§ Collected data:
########################################

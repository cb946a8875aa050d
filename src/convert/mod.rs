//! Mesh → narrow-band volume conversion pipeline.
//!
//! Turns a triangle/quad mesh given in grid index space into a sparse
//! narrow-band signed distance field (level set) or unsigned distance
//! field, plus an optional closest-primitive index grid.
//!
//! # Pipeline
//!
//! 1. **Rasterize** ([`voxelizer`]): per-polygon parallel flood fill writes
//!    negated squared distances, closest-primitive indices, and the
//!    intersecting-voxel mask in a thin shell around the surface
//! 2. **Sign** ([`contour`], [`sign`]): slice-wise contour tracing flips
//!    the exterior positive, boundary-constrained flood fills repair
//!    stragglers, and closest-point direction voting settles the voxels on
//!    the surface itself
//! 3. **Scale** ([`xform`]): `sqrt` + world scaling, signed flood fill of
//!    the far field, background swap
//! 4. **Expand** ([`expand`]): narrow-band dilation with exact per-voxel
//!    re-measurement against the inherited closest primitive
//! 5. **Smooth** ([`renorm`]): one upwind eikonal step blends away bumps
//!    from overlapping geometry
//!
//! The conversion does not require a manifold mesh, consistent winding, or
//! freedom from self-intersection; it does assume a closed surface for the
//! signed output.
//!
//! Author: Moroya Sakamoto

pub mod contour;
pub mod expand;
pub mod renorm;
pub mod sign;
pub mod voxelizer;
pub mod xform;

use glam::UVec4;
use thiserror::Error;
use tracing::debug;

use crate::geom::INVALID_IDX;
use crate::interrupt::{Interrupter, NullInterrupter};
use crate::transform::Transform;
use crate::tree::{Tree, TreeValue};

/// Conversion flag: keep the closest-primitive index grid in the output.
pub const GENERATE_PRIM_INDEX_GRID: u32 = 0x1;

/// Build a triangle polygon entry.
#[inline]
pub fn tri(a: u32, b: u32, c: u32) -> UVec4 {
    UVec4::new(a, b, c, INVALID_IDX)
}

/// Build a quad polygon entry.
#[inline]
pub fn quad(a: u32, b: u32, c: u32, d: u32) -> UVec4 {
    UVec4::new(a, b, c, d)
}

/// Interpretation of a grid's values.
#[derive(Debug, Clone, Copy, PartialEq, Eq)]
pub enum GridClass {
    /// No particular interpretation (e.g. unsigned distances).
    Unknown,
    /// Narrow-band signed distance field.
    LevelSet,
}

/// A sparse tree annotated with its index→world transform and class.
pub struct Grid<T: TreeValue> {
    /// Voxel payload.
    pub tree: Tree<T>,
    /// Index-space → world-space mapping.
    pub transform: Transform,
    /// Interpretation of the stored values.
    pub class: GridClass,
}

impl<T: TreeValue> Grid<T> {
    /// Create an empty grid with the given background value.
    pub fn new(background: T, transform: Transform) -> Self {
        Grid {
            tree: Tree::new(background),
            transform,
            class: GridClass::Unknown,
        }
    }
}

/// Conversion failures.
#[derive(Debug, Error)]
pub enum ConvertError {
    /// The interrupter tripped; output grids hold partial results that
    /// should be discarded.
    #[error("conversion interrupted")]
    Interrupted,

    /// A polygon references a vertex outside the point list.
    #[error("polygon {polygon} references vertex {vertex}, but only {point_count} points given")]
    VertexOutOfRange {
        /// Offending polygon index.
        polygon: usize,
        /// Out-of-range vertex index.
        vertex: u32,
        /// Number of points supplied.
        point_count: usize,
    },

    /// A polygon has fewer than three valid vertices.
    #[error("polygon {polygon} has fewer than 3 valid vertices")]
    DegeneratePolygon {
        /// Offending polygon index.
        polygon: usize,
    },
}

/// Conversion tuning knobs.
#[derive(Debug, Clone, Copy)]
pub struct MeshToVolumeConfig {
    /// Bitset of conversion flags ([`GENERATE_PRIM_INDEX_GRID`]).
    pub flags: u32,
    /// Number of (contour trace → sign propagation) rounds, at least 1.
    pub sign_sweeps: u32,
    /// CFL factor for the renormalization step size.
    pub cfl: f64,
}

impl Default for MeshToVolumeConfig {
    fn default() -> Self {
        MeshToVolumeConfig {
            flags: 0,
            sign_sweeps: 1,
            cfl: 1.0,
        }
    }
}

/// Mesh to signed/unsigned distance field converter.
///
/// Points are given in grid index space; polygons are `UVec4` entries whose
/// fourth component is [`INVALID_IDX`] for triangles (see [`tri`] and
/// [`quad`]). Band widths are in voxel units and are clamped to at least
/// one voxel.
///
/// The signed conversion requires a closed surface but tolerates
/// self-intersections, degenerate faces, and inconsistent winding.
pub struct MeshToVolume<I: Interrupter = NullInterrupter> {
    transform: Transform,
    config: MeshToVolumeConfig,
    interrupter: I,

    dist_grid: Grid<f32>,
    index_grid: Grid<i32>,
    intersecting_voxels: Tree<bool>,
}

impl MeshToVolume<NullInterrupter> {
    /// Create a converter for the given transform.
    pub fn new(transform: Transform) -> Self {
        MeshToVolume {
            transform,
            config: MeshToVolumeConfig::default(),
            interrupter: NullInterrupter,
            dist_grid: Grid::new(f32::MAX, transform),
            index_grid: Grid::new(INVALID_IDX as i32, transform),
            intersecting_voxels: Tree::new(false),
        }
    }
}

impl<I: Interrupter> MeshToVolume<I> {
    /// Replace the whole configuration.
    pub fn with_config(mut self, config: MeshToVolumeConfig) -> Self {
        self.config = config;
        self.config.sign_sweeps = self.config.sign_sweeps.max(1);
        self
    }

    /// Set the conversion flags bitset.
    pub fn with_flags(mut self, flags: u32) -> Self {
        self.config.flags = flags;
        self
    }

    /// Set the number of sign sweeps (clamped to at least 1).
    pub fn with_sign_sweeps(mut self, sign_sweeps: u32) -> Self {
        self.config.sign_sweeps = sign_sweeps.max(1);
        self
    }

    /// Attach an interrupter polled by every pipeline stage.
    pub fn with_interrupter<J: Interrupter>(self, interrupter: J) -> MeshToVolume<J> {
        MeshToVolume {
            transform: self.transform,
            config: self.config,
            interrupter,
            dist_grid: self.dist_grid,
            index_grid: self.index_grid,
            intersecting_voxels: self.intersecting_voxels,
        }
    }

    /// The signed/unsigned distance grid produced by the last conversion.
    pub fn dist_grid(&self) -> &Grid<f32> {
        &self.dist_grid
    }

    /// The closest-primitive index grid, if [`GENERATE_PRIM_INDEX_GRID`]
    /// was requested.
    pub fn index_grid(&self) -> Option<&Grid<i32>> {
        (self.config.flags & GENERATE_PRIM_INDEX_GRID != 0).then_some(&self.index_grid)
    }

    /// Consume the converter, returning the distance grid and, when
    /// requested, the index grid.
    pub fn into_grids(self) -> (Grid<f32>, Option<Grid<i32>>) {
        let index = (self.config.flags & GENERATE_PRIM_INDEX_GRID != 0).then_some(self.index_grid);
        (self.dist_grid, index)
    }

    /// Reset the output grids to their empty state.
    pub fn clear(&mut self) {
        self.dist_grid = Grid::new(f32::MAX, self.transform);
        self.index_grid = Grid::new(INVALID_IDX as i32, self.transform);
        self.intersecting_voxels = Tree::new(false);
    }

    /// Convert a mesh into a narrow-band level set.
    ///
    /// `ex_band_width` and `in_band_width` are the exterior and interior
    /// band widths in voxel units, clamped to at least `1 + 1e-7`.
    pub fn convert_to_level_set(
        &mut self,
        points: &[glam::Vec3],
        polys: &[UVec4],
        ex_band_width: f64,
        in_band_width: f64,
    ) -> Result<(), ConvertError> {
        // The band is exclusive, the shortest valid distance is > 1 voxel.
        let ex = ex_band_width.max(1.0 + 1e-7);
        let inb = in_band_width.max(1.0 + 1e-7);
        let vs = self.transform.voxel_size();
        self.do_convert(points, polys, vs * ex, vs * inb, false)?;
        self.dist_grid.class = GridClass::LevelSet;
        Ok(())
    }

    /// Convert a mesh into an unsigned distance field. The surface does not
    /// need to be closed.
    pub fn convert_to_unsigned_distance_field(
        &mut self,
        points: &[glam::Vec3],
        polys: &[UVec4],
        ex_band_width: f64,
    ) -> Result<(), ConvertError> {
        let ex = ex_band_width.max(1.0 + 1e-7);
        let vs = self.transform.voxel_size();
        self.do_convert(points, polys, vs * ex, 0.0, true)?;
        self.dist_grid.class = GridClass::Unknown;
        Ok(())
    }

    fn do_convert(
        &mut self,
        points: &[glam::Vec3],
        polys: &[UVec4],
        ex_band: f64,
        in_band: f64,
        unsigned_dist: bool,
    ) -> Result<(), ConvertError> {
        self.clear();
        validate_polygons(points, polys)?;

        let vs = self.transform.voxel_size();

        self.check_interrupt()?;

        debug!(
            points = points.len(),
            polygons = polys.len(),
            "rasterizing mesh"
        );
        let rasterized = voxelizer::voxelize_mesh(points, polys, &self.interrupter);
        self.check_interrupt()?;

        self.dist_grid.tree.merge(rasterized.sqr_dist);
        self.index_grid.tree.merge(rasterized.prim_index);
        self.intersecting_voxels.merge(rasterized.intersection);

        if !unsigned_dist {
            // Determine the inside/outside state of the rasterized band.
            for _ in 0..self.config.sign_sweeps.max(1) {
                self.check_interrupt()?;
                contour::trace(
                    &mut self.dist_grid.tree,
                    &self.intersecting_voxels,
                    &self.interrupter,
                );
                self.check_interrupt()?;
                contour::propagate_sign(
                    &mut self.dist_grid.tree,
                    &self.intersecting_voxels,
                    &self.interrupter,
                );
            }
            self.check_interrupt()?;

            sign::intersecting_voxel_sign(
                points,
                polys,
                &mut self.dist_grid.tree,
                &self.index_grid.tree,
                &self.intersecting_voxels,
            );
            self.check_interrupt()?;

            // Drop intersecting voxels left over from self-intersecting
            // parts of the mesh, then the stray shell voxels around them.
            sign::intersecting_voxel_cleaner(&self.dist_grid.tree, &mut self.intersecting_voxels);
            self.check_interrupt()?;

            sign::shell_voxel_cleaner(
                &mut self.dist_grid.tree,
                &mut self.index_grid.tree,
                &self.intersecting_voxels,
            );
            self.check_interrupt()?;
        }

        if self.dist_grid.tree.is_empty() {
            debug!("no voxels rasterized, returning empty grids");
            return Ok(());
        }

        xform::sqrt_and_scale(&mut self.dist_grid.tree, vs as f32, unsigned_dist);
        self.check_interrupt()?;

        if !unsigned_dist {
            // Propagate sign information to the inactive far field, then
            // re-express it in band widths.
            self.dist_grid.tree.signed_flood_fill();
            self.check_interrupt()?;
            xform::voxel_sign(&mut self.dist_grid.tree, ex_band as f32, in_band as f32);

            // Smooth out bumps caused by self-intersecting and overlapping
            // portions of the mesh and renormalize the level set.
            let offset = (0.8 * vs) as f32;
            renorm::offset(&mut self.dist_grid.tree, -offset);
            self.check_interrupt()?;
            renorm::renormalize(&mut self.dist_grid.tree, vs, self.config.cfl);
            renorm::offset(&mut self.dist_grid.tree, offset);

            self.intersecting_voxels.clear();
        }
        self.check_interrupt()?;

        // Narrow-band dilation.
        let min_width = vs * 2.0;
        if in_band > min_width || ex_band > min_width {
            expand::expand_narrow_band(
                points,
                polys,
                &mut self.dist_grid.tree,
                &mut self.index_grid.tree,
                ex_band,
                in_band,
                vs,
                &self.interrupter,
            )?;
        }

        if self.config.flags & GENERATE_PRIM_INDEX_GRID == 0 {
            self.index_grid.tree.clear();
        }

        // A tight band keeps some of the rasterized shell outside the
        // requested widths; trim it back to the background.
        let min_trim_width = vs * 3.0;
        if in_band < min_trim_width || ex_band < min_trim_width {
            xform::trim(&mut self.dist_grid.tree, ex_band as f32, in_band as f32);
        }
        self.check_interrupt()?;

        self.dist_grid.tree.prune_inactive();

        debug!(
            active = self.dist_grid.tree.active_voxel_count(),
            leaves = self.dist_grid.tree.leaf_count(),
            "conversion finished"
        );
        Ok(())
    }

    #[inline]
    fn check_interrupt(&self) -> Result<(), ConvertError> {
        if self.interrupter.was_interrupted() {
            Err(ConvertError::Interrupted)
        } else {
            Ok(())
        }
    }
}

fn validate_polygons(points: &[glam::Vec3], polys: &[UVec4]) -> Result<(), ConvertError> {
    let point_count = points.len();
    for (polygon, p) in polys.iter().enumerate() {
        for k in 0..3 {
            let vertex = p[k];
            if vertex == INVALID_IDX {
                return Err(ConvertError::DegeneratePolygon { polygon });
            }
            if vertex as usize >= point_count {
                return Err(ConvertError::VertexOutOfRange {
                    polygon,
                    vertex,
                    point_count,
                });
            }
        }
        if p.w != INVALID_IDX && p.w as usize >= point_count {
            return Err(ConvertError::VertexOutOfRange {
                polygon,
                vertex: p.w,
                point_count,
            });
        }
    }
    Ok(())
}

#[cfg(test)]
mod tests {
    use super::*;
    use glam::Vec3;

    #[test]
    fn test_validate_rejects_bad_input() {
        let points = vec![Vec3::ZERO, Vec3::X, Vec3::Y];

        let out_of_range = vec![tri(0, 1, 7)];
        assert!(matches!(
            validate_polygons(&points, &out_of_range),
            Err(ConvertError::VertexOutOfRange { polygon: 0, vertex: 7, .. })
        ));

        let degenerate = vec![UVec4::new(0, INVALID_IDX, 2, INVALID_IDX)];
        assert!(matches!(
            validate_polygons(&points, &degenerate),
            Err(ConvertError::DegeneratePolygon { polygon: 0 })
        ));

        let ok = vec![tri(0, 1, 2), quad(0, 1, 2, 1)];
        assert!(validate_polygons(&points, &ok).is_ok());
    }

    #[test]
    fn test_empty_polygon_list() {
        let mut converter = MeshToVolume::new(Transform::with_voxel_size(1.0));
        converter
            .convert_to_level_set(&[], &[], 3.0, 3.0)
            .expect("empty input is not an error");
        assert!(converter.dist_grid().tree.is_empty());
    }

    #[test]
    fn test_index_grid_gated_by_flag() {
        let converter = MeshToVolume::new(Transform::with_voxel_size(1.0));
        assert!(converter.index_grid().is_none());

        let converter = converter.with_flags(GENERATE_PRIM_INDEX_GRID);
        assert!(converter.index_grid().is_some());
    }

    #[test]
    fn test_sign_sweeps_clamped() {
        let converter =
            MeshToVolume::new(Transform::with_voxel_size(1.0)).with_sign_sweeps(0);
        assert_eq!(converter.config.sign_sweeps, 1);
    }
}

########################################

§ PROBLEM REQUIREMENTS:
Considering only lines that contain the word "renormalize", say how many there are in the data, with no other text.

§ RESPONSE BOX:
2